*** Opening of DATA RECORDS ***

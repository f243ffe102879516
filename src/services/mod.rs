//! Services - business logic and state management
//!
//! This module contains the core business logic services:
//! - `coordinator` - Composition root and gateway callback handling
//! - `gateway` - Boundary trait to the vendor robot SDK
//! - `tracking` - Person tracking loop and target selection
//! - `follow` - Focus-follow state machine
//! - `detection` - Person-change listener registration
//! - `dispatcher` - Navigation event fan-out to listeners
//! - `places` - Places catalog
//! - `interaction` - Listening/speech coordination
//! - `remote` - Remote command parsing and worker

pub mod coordinator;
pub mod detection;
pub mod dispatcher;
pub mod follow;
pub mod gateway;
pub mod interaction;
pub mod places;
pub mod remote;
pub mod tracking;

// Re-export commonly used types
pub use coordinator::Coordinator;
pub use dispatcher::NavigationListener;
pub use gateway::RobotGateway;
pub use remote::{create_remote_worker, RemoteCommand, RemoteCommandWorker};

*** Close of DATA RECORDS ***

Lines that hold "coordinator" are the ones to copy, so pick each out from the data.

▶ **EXERCISE OUTPUT**
//! - `coordinator` - Composition root and gateway callback handling
pub mod coordinator;
pub use coordinator::Coordinator;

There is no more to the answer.